宋唐一拍手,“我覺得很好啊!實在不行也可以籤個合作協議,說不定假結婚真感情……那就太棒啦!”
宋非溪的目光和顏南摯相撞幾次,都被她若無其事的躲過。
這飯吃得一向心大的顏南摯越來越煩。
明明就拋棄他了,她卻跟個沒事人一樣。
渣女!
他們興致高昂地給宋非溪篩選結婚對象,她縱容又無奈地笑,顏南摯喝了好幾杯,整晚都在悶頭喝,酒意上頭,太陽穴隱隱作痛,靠在沙發背上還沒緩過勁。
“非溪,你送南摯下去找代駕吧。”
宋非溪為難地皺了皺秀氣的眉頭,“可是——”
“我要是帶顏南摯回去,一定會不小心把他養死的。”顏羅一本正經。
宋非溪:“……”
會不會太不小心了?
“我們都有自己的個人生活。”蒼朮把重音放在“個人生活”上,“不然要是非溪妹妹為難的話,要不然就把他放在這,等他自己酒醒不就好啦!”
顏昱珩:“反正他男子漢大豆腐的,最多感冒發燒流鼻涕,輸液打針進醫院,很快就好了,沒事的。”
顏北槐更是眼神都沒給一個,更別提帶他走的趨勢了。
宋非溪無奈,只能撿喝醉又沒人要的大狗,準備扶他進車裡,再找個代駕。
她沒想到,她扶著顏南摯下樓,後面還跟著長長一串尾巴。
“上車裡就沒什麼好看的了。”顏羅扒著大門,鬱悶托腮。
“相信我,”過來人顏北槐很有經驗,“車,酒,晚上,一男一女,可以發生很多事的。”
“你就是這麼把我家糖簇拐走的是吧!”顏羅開始磨後槽牙瞪他。
“不去看?”顏北槐適時轉移話題。
“走走走。”一行人放輕聲音,鬼鬼祟祟地摸過去,一邊正好三個人,趴在後座車窗上。
車裡,酒氣開始侵佔空氣,宋非溪的腦子都有些發暈。
“三年前,你說你喜歡我……什麼時候開始的?”顏南摯像喝醉了,又像是清醒的,嘟囔開口。

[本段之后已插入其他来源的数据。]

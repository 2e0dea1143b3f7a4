use axum::{debug_handler, extract::{Path, Query, State}, http::StatusCode, Json};
use serde::{Deserialize, Serialize};
use sqlx::SqlitePool;
use time::OffsetDateTime;
use tokio::sync::broadcast;
use tower_sessions::Session;
use uuid::Uuid;

use crate::{auth, db, users, AppError, AppResult, AppState};

use super::membership;

#[derive(Debug, Clone, sqlx::FromRow)]
pub struct SpaceMessage {
    pub id: String,
    pub space_id: String,
    pub account_id: String,
    pub content: String,
    pub created_at: OffsetDateTime,
}

#[derive(Debug, Serialize)]
pub struct MessageResponse {
    pub id: String,
    pub space_id: String,
    pub author_handle: String,
    pub author_name: String,
    pub content: String,
    #[serde(with = "time::serde::rfc3339")]
    pub timestamp: OffsetDateTime,
}

async fn message_to_response(
    pool: &SqlitePool,
    message: &SpaceMessage,
) -> AppResult<MessageResponse> {
    let author = users::account_by_id(pool, &message.account_id)
        .await?
        .ok_or_else(|| AppError::not_found("User"))?;

    Ok(MessageResponse {
        id: message.id.clone(),
        space_id: message.space_id.clone(),
        author_handle: author.handle,
        author_name: author.name,
        content: message.content.clone(),
        timestamp: message.created_at,
    })
}

pub(crate) async fn require_participant(
    pool: &SqlitePool,
    space_id: &str,
    account_id: &str,
) -> AppResult<()> {
    membership::active_space(pool, space_id).await?;

    if membership::active_membership(pool, space_id, account_id)
        .await?
        .is_none()
    {
        return Err(AppError::authorization("Join the space to use its chat"));
    }

    Ok(())
}

/// Store a chat message and fan it out to every websocket listener.
pub(crate) async fn send(
    pool: &SqlitePool,
    tx: &broadcast::Sender<String>,
    space_id: &str,
    account_id: &str,
    content: &str,
) -> AppResult<MessageResponse> {
    let id = Uuid::now_v7().to_string();
    sqlx::query(
        "INSERT INTO space_messages (id, space_id, account_id, content, created_at) \
         VALUES (?, ?, ?, ?, ?)",
    )
    .bind(&id)
    .bind(space_id)
    .bind(account_id)
    .bind(content)
    .bind(db::now())
    .execute(pool)
    .await?;

    let message = sqlx::query_as::<_, SpaceMessage>(
        "SELECT id, space_id, account_id, content, created_at FROM space_messages WHERE id = ?",
    )
    .bind(&id)
    .fetch_one(pool)
    .await?;

    let response = message_to_response(pool, &message).await?;
    // Nobody listening is fine.
    let _ = tx.send(serde_json::to_string(&response)?);

    Ok(response)
}

#[derive(Debug, Deserialize)]
pub(crate) struct ListQuery {
    page: Option<u32>,
    per_page: Option<u32>,
}

#[derive(Debug, Serialize)]
pub struct MessageListResponse {
    pub items: Vec<MessageResponse>,
    pub total: i64,
}

#[debug_handler(state = AppState)]
pub(crate) async fn list_messages(
    Path(space_id): Path<String>,
    Query(query): Query<ListQuery>,
    State(db_pool): State<SqlitePool>,
    session: Session,
) -> AppResult<Json<MessageListResponse>> {
    let account = auth::require_account(&db_pool, &session).await?;
    require_participant(&db_pool, &space_id, &account.id).await?;

    let page = users::PageQuery {
        page: query.page.unwrap_or(1),
        per_page: query.per_page.unwrap_or(50),
    };

    let rows = sqlx::query_as::<_, SpaceMessage>(
        "SELECT id, space_id, account_id, content, created_at FROM space_messages \
         WHERE space_id = ? ORDER BY created_at LIMIT ? OFFSET ?",
    )
    .bind(&space_id)
    .bind(page.limit())
    .bind(page.offset())
    .fetch_all(&db_pool)
    .await?;

    let (total,): (i64,) =
        sqlx::query_as("SELECT COUNT(*) FROM space_messages WHERE space_id = ?")
            .bind(&space_id)
            .fetch_one(&db_pool)
            .await?;

    let mut items = Vec::with_capacity(rows.len());
    for message in &rows {
        items.push(message_to_response(&db_pool, message).await?);
    }

    Ok(Json(MessageListResponse { items, total }))
}

#[derive(Debug, Deserialize)]
pub(crate) struct SendMessage {
    content: String,
}

#[debug_handler(state = AppState)]
pub(crate) async fn send_message(
    Path(space_id): Path<String>,
    State(db_pool): State<SqlitePool>,
    State(tx): State<broadcast::Sender<String>>,
    session: Session,
    Json(data): Json<SendMessage>,
) -> AppResult<(StatusCode, Json<MessageResponse>)> {
    let account = auth::require_account(&db_pool, &session).await?;
    require_participant(&db_pool, &space_id, &account.id).await?;

    if data.content.trim().is_empty() {
        return Err(AppError::validation("Message content cannot be empty"));
    }

    let response = send(&db_pool, &tx, &space_id, &account.id, &data.content).await?;
    Ok((StatusCode::CREATED, Json(response)))
}
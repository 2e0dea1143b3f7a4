use axum::{debug_handler, extract::{Path, State}, Json};
use serde::Deserialize;
use sqlx::SqlitePool;
use tower_sessions::Session;

use crate::{auth, AppResult, AppState};

use super::{account_by_handle, full_profile, public_profile, UserPublic, UserResponse};

#[debug_handler(state = AppState)]
pub(crate) async fn profile(
    Path(handle): Path<String>,
    State(db_pool): State<SqlitePool>,
) -> AppResult<Json<UserPublic>> {
    let account = account_by_handle(&db_pool, &handle).await?;
    Ok(Json(public_profile(&db_pool, &account).await?))
}

#[derive(Debug, Deserialize)]
pub(crate) struct UpdateProfile {
    name: Option<String>,
    bio: Option<String>,
    avatar_url: Option<String>,
    location: Option<String>,
    website: Option<String>,
    language: Option<String>,
}

#[debug_handler(state = AppState)]
pub(crate) async fn update_me(
    State(db_pool): State<SqlitePool>,
    session: Session,
    Json(update): Json<UpdateProfile>,
) -> AppResult<Json<UserResponse>> {
    let mut account = auth::require_account(&db_pool, &session).await?;

    if let Some(name) = update.name {
        account.name = name;
    }
    if let Some(bio) = update.bio {
        account.bio = Some(bio);
    }
    if let Some(avatar_url) = update.avatar_url {
        account.avatar_url = Some(avatar_url);
    }
    if let Some(location) = update.location {
        account.location = Some(location);
    }
    if let Some(website) = update.website {
        account.website = Some(website);
    }
    if let Some(language) = update.language {
        account.language = language;
    }

    sqlx::query(
        "UPDATE accounts SET name = ?, bio = ?, avatar_url = ?, location = ?, website = ?, \
         language = ? WHERE id = ?",
    )
    .bind(&account.name)
    .bind(&account.bio)
    .bind(&account.avatar_url)
    .bind(&account.location)
    .bind(&account.website)
    .bind(&account.language)
    .bind(&account.id)
    .execute(&db_pool)
    .await?;

    Ok(Json(full_profile(&db_pool, &account).await?))
}
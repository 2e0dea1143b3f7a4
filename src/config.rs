use std::time::Duration;

/// Immutable application configuration, built once in `main` from the
/// environment (a `.env` file is honored via dotenv) and passed around
/// through `AppState`.
#[derive(Debug, Clone)]
pub struct Config {
    pub database_url: String,
    pub bind_addr: String,
    /// Comma-separated list of allowed CORS origins.
    pub allowed_origins: Vec<String>,
    pub session_ttl_minutes: i64,
    pub password_min_length: usize,

    /// Absent keys are a valid configuration state: AI features degrade
    /// to static fallback content.
    pub openai_api_key: Option<String>,
    pub gemini_api_key: Option<String>,
    /// Path to the OAuth client secrets JSON; absent disables social login.
    pub oauth_secrets_path: Option<String>,
}

/// Bound on outbound AI calls. Single attempt, then fallback.
pub const AI_TIMEOUT: Duration = Duration::from_secs(30);

impl Config {
    pub fn from_env() -> anyhow::Result<Config> {
        let database_url = dotenv::var("DATABASE_URL")?;

        let allowed_origins = dotenv::var("ALLOWED_ORIGINS")
            .unwrap_or_else(|_| "http://localhost:3000".to_owned())
            .split(',')
            .map(|s| s.trim().to_owned())
            .filter(|s| !s.is_empty())
            .collect();

        Ok(Config {
            database_url,
            bind_addr: dotenv::var("BIND_ADDR").unwrap_or_else(|_| "0.0.0.0:8080".to_owned()),
            allowed_origins,
            session_ttl_minutes: dotenv::var("SESSION_TTL_MINUTES")
                .ok()
                .and_then(|v| v.parse().ok())
                .unwrap_or(60 * 24 * 7),
            password_min_length: dotenv::var("PASSWORD_MIN_LENGTH")
                .ok()
                .and_then(|v| v.parse().ok())
                .unwrap_or(8),
            openai_api_key: dotenv::var("OPENAI_API_KEY").ok().filter(|k| !k.is_empty()),
            gemini_api_key: dotenv::var("GEMINI_API_KEY").ok().filter(|k| !k.is_empty()),
            oauth_secrets_path: dotenv::var("OAUTH_CLIENT_SECRETS").ok(),
        })
    }
}
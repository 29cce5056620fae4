use std::path::Path;

use anyhow::Context;
use serde_json::Value;

use crate::models::CustomerRecord;

/// Column order of the CSV export, using the JSON field names.
pub const COLUMNS: &[&str] = &[
    "week",
    "companyName",
    "licenseType",
    "industry",
    "eseLead",
    "status",
    "delayReason",
    "closeDate",
    "onboardDate",
    "deploymentType",
    "headless",
    "onboardedUrls",
    "engagement",
    "engagementRaw",
    "blockersStatus",
    "blockers",
    "feedbackStatus",
    "feedback",
    "healthScoreRaw",
    "healthScore",
    "summary",
    "opptyRealized",
    "preflight",
    "autoOptimizeEnabled",
    "autoOptimizeButtonPressed",
    "servicePrincipleDeployed",
    "brandProfile",
    "aemyDeployed",
    "codeRepo",
    "authImplementation",
    "workflowManager",
    "customerSelfServe",
    "lastUpdated",
];

pub fn export_csv(path: &Path, records: &[&CustomerRecord]) -> anyhow::Result<usize> {
    let mut sorted = records.to_vec();
    sorted.sort_by(|a, b| a.company_name.cmp(&b.company_name));

    let mut writer = csv::Writer::from_path(path)
        .with_context(|| format!("failed to create {}", path.display()))?;
    writer.write_record(COLUMNS)?;

    for record in sorted.iter() {
        let value = serde_json::to_value(record)?;
        let row: Vec<String> = COLUMNS
            .iter()
            .map(|column| match value.get(column) {
                Some(Value::String(s)) => s.clone(),
                Some(Value::Null) | None => String::new(),
                Some(other) => other.to_string(),
            })
            .collect();
        writer.write_record(&row)?;
    }

    writer.flush()?;
    Ok(sorted.len())
}
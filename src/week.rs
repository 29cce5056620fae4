use anyhow::{bail, Context};
use chrono::{Datelike, Duration, NaiveDate, Weekday};
use once_cell::sync::Lazy;
use regex::Regex;

pub const WEEK_FORMAT: &str = "%Y-%m-%d";

static SHEET_WEEK: Lazy<Regex> =
    Lazy::new(|| Regex::new(r"^(\d{4})\.(\d{2})\.(\d{2})$").expect("valid sheet week pattern"));

static ISO_WEEK: Lazy<Regex> =
    Lazy::new(|| Regex::new(r"^\d{4}-\d{2}-\d{2}$").expect("valid iso week pattern"));

/// Turns a sheet name such as `2026.01.15` into the week `2026-01-15`.
///
/// Only the shape is checked: `2026.13.45` yields `2026-13-45`.
pub fn week_from_sheet_name(name: &str) -> Option<String> {
    let caps = SHEET_WEEK.captures(name)?;
    Some(format!("{}-{}-{}", &caps[1], &caps[2], &caps[3]))
}

pub fn parse_week(value: &str) -> anyhow::Result<NaiveDate> {
    if !ISO_WEEK.is_match(value) {
        bail!("invalid date format '{value}', use YYYY-MM-DD");
    }
    NaiveDate::parse_from_str(value, WEEK_FORMAT)
        .with_context(|| format!("invalid date '{value}', use YYYY-MM-DD"))
}

/// First Sunday strictly after `from`.
pub fn next_sunday(from: NaiveDate) -> NaiveDate {
    let days_ahead = 6 - from.weekday().num_days_from_monday() as i64;
    let days_ahead = if days_ahead <= 0 { days_ahead + 7 } else { days_ahead };
    from + Duration::days(days_ahead)
}

pub fn is_sunday(date: NaiveDate) -> bool {
    date.weekday() == Weekday::Sun
}

pub fn format_week(date: NaiveDate) -> String {
    date.format(WEEK_FORMAT).to_string()
}
use std::path::PathBuf;

use anyhow::Context;
use clap::{Parser, Subcommand};

mod export;
mod indicators;
mod models;
mod report;
mod rollover;
mod store;
mod week;
mod workbook;

use models::Dataset;
use rollover::RollOutcome;

#[derive(Parser)]
#[command(name = "engagement-dataset")]
#[command(about = "Weekly customer engagement dataset builder", long_about = None)]
struct Cli {
    /// Directory holding the workbook and the generated json files
    #[arg(long, global = true, env = "ENGAGEMENT_DATA_DIR", default_value = "data")]
    data_dir: PathBuf,

    #[command(subcommand)]
    command: Commands,
}

#[derive(Subcommand)]
enum Commands {
    /// Convert every weekly sheet of the workbook into customers.json
    Extract {
        #[arg(long)]
        input: Option<PathBuf>,
        #[arg(long)]
        output: Option<PathBuf>,
    },
    /// Copy the latest week into a new week with summaries cleared
    RollWeek {
        /// Sunday of the new week (YYYY-MM-DD); defaults to the next Sunday
        #[arg(long, value_parser = week::parse_week)]
        date: Option<chrono::NaiveDate>,
        /// Answer yes to every confirmation
        #[arg(long, short = 'y')]
        yes: bool,
    },
    /// Show the structure of the workbook
    Inspect {
        #[arg(long)]
        input: Option<PathBuf>,
        #[arg(long, default_value_t = 5)]
        rows: usize,
    },
    /// Generate a markdown report for one week
    Report {
        #[arg(long)]
        week: Option<String>,
        #[arg(long, default_value = "report.md")]
        out: PathBuf,
    },
    /// Export one week of customers to CSV
    Export {
        #[arg(long)]
        week: Option<String>,
        #[arg(long)]
        out: PathBuf,
    },
}

fn main() -> anyhow::Result<()> {
    env_logger::Builder::from_env(env_logger::Env::default().default_filter_or("info")).init();

    let cli = Cli::parse();
    let data_dir = cli.data_dir;
    let dataset_path = data_dir.join(store::DATASET_FILE);
    let week_index_path = data_dir.join(store::WEEK_INDEX_FILE);

    match cli.command {
        Commands::Extract { input, output } => {
            let input = input.unwrap_or_else(|| data_dir.join(store::WORKBOOK_FILE));
            let output = output.unwrap_or(dataset_path);

            log::info!("Converting: {}", input.display());
            let summary = workbook::extract_to_files(&input, &output)?;
            for (sheet_name, week, count) in summary.sheets.iter() {
                println!("- {sheet_name} -> {week}: {count} customers");
            }

            println!(
                "Wrote {} records across {} weeks to {} ({} sheets skipped).",
                summary.dataset.total,
                summary.dataset.weeks().len(),
                output.display(),
                summary.skipped_sheets.len()
            );
        }
        Commands::RollWeek { date, yes } => {
            let outcome = rollover::roll_week_file(&dataset_path, &week_index_path, date, |prompt| {
                if yes {
                    return Ok(true);
                }
                dialoguer::Confirm::new()
                    .with_prompt(prompt)
                    .default(false)
                    .interact()
                    .context("failed to read confirmation")
            })?;

            match outcome {
                RollOutcome::Cancelled => println!("Cancelled."),
                RollOutcome::Rolled(summary) => {
                    println!(
                        "Created week {} from {}: copied {} customers, summaries cleared.",
                        summary.new_week, summary.latest_week, summary.copied
                    );
                    if summary.replaced > 0 {
                        println!("Replaced {} existing records.", summary.replaced);
                    }
                    println!("Total records in dataset: {}.", summary.total);
                }
            }
        }
        Commands::Inspect { input, rows } => {
            let input = input.unwrap_or_else(|| data_dir.join(store::WORKBOOK_FILE));
            let previews = workbook::inspect_workbook(&input, rows)?;

            println!("Workbook {} has {} sheets.", input.display(), previews.len());
            for preview in previews {
                let week = preview.week.as_deref().unwrap_or("not a week");
                println!(
                    "- {} ({}) {} rows x {} columns",
                    preview.name, week, preview.height, preview.width
                );
                for (index, row) in preview.rows.iter().enumerate() {
                    println!("    row {}: {:?}", index + 1, row);
                }
            }
        }
        Commands::Report { week, out } => {
            let dataset = store::load_dataset(&dataset_path)?;
            let week = resolve_week(&dataset, week)?;
            let records: Vec<_> = dataset.records_for_week(&week).collect();
            std::fs::write(&out, report::build_report(&week, &records))
                .with_context(|| format!("failed to write {}", out.display()))?;
            println!("Report for {week} written to {}.", out.display());
        }
        Commands::Export { week, out } => {
            let dataset = store::load_dataset(&dataset_path)?;
            let week = resolve_week(&dataset, week)?;
            let records: Vec<_> = dataset.records_for_week(&week).collect();
            let written = export::export_csv(&out, &records)?;
            println!("Exported {written} customers for {week} to {}.", out.display());
        }
    }

    Ok(())
}

fn resolve_week(dataset: &Dataset, week: Option<String>) -> anyhow::Result<String> {
    match week {
        Some(week) if dataset.records_for_week(&week).next().is_some() => Ok(week),
        Some(week) => anyhow::bail!("week {week} not found in data"),
        None => dataset
            .latest_week()
            .context("no weeks found in data"),
    }
}
//! Exposure → recommendation → gap, as one call.

use super::assets::{AssetInput, compute_exposure};
use super::gap::{GapAnalysisResult, analyze_gap};
use super::reference::compute_reference;
use super::tiers::{Recommendation, TierThresholds, recommend_with};

/// Everything the shell needs to render and later summarise one estimate.
#[derive(Debug, Clone, PartialEq)]
pub struct SessionResult {
    pub input: AssetInput,
    pub exposure: f64,
    pub recommendation: Recommendation,
    pub gap: GapAnalysisResult,
    /// Stable xxh64 reference of the canonical inputs.
    pub reference: u64,
}

/// Counters for estimate outcomes.
#[derive(Debug, Default)]
pub struct EstimateMetrics {
    estimate_total: u64,
    coverage_defaulted_total: u64,
    insufficient_total: u64,
    good_match_total: u64,
    well_covered_total: u64,
}

impl EstimateMetrics {
    pub fn new() -> Self {
        Self::default()
    }

    pub fn estimate_total(&self) -> u64 {
        self.estimate_total
    }

    /// Estimates whose current coverage fell back to the 50,000 default.
    pub fn coverage_defaulted_total(&self) -> u64 {
        self.coverage_defaulted_total
    }

    pub fn gap_total(&self, gap: GapAnalysisResult) -> u64 {
        match gap {
            GapAnalysisResult::InsufficientCoverage => self.insufficient_total,
            GapAnalysisResult::GoodMatch => self.good_match_total,
            GapAnalysisResult::WellCovered => self.well_covered_total,
        }
    }

    fn record(&mut self, gap: GapAnalysisResult, coverage_defaulted: bool) {
        self.estimate_total += 1;
        if coverage_defaulted {
            self.coverage_defaulted_total += 1;
        }
        match gap {
            GapAnalysisResult::InsufficientCoverage => self.insufficient_total += 1,
            GapAnalysisResult::GoodMatch => self.good_match_total += 1,
            GapAnalysisResult::WellCovered => self.well_covered_total += 1,
        }
    }
}

/// Run the full estimate with the default bands.
pub fn estimate(input: AssetInput, metrics: &mut EstimateMetrics) -> SessionResult {
    estimate_with(input, &TierThresholds::default(), metrics)
}

/// Run the full estimate with caller-supplied bands.
pub fn estimate_with(
    input: AssetInput,
    thresholds: &TierThresholds,
    metrics: &mut EstimateMetrics,
) -> SessionResult {
    let exposure = compute_exposure(&input);
    let recommendation = recommend_with(exposure, thresholds);
    let gap = analyze_gap(&input.current_coverage, recommendation.coverage_tier);
    let coverage_defaulted = input.current_coverage.is_defaulted();

    if coverage_defaulted {
        tracing::debug!(
            "current coverage defaulted label={:?} limit_usd={}",
            input.current_coverage.label(),
            input.current_coverage.limit_usd()
        );
    }
    metrics.record(gap, coverage_defaulted);

    let reference = compute_reference(&input, recommendation.coverage_tier);
    tracing::info!(
        "estimate exposure_usd={} tier={} gap={:?}",
        exposure,
        recommendation.coverage_tier,
        gap
    );

    SessionResult {
        input,
        exposure,
        recommendation,
        gap,
        reference,
    }
}
//! en-US dollar formatting with no fraction digits.
//!
//! `300000` → `$300,000`, `1234.5` → `$1,235`, `-5000` → `-$5,000`.
//! Halves round away from zero.

/// Format an amount as whole US dollars with thousands separators.
pub fn format_currency(amount: f64) -> String {
    if amount.is_nan() {
        return "$NaN".to_string();
    }
    let negative = amount < 0.0;
    let sign = if negative { "-" } else { "" };
    if amount.is_infinite() {
        return format!("{sign}$∞");
    }

    let rounded = amount.abs().round();
    if rounded == 0.0 {
        return "$0".to_string();
    }
    // f64 prints integers above 2^53 exactly enough for display.
    let digits = format!("{rounded:.0}");
    format!("{sign}${}", group_thousands(&digits))
}

fn group_thousands(digits: &str) -> String {
    let len = digits.len();
    let mut out = String::with_capacity(len + len / 3);
    for (i, ch) in digits.chars().enumerate() {
        if i > 0 && (len - i) % 3 == 0 {
            out.push(',');
        }
        out.push(ch);
    }
    out
}
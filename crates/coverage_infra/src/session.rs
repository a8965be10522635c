//! Holder for the most recent estimate.
//!
//! Owned by the shell and passed explicitly; nothing here is global. Each
//! store replaces the previous result (last write wins). Dropping the slot
//! is the only "persistence" boundary.

use coverage_core::estimate::SessionResult;

#[derive(Debug, Default)]
pub struct ResultSlot {
    latest: Option<SessionResult>,
    store_total: u64,
    unchanged_store_total: u64,
}

impl ResultSlot {
    pub fn new() -> Self {
        Self::default()
    }

    /// Replace the held result, returning the one it displaced.
    pub fn store(&mut self, result: SessionResult) -> Option<SessionResult> {
        self.store_total += 1;
        if self
            .latest
            .as_ref()
            .is_some_and(|prev| prev.reference == result.reference)
        {
            self.unchanged_store_total += 1;
            tracing::debug!("resubmitted estimate with unchanged inputs");
        }
        self.latest.replace(result)
    }

    pub fn latest(&self) -> Option<&SessionResult> {
        self.latest.as_ref()
    }

    pub fn clear(&mut self) {
        self.latest = None;
    }

    pub fn store_total(&self) -> u64 {
        self.store_total
    }

    /// Stores whose reference matched the result already held.
    pub fn unchanged_store_total(&self) -> u64 {
        self.unchanged_store_total
    }
}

“很久了吧。”宋非溪的視線落在他的臉上,帶著點溫度,跟會燙人似的,“你怕家裡人發現,就自己偷偷出來練舞,那時候,練舞室的老闆姐姐看我一個人可憐,就僱我給你們關燈鎖門,三餐包吃,還可以住在那裡。”
顏南摯側著頭,靠在車靠背上看她,他很難想象,宋非溪是怎麼一步步走到他面前的。
他想伸手摸摸她,卻沒有立場和身份,就像剛才連替她拒絕聯姻對象的資格都沒有。
他只是眼含心疼地看著她,強勾起笑,只是那笑容怎麼看怎麼難看,“誰知道小學都有晚自習啊,我那時候天天逃了晚自習去的。”
宋非溪也笑了笑,眉目舒展,像是徹底從那段回憶裡抽身,“那時候,我的生活沒有盼頭,似乎一眼就看到了頭,因為看不見希望。你說我們是不是很有緣分,那麼長一條伸手不見五指的練舞室走廊,在我來的第三天就有了一盞小小的燈。”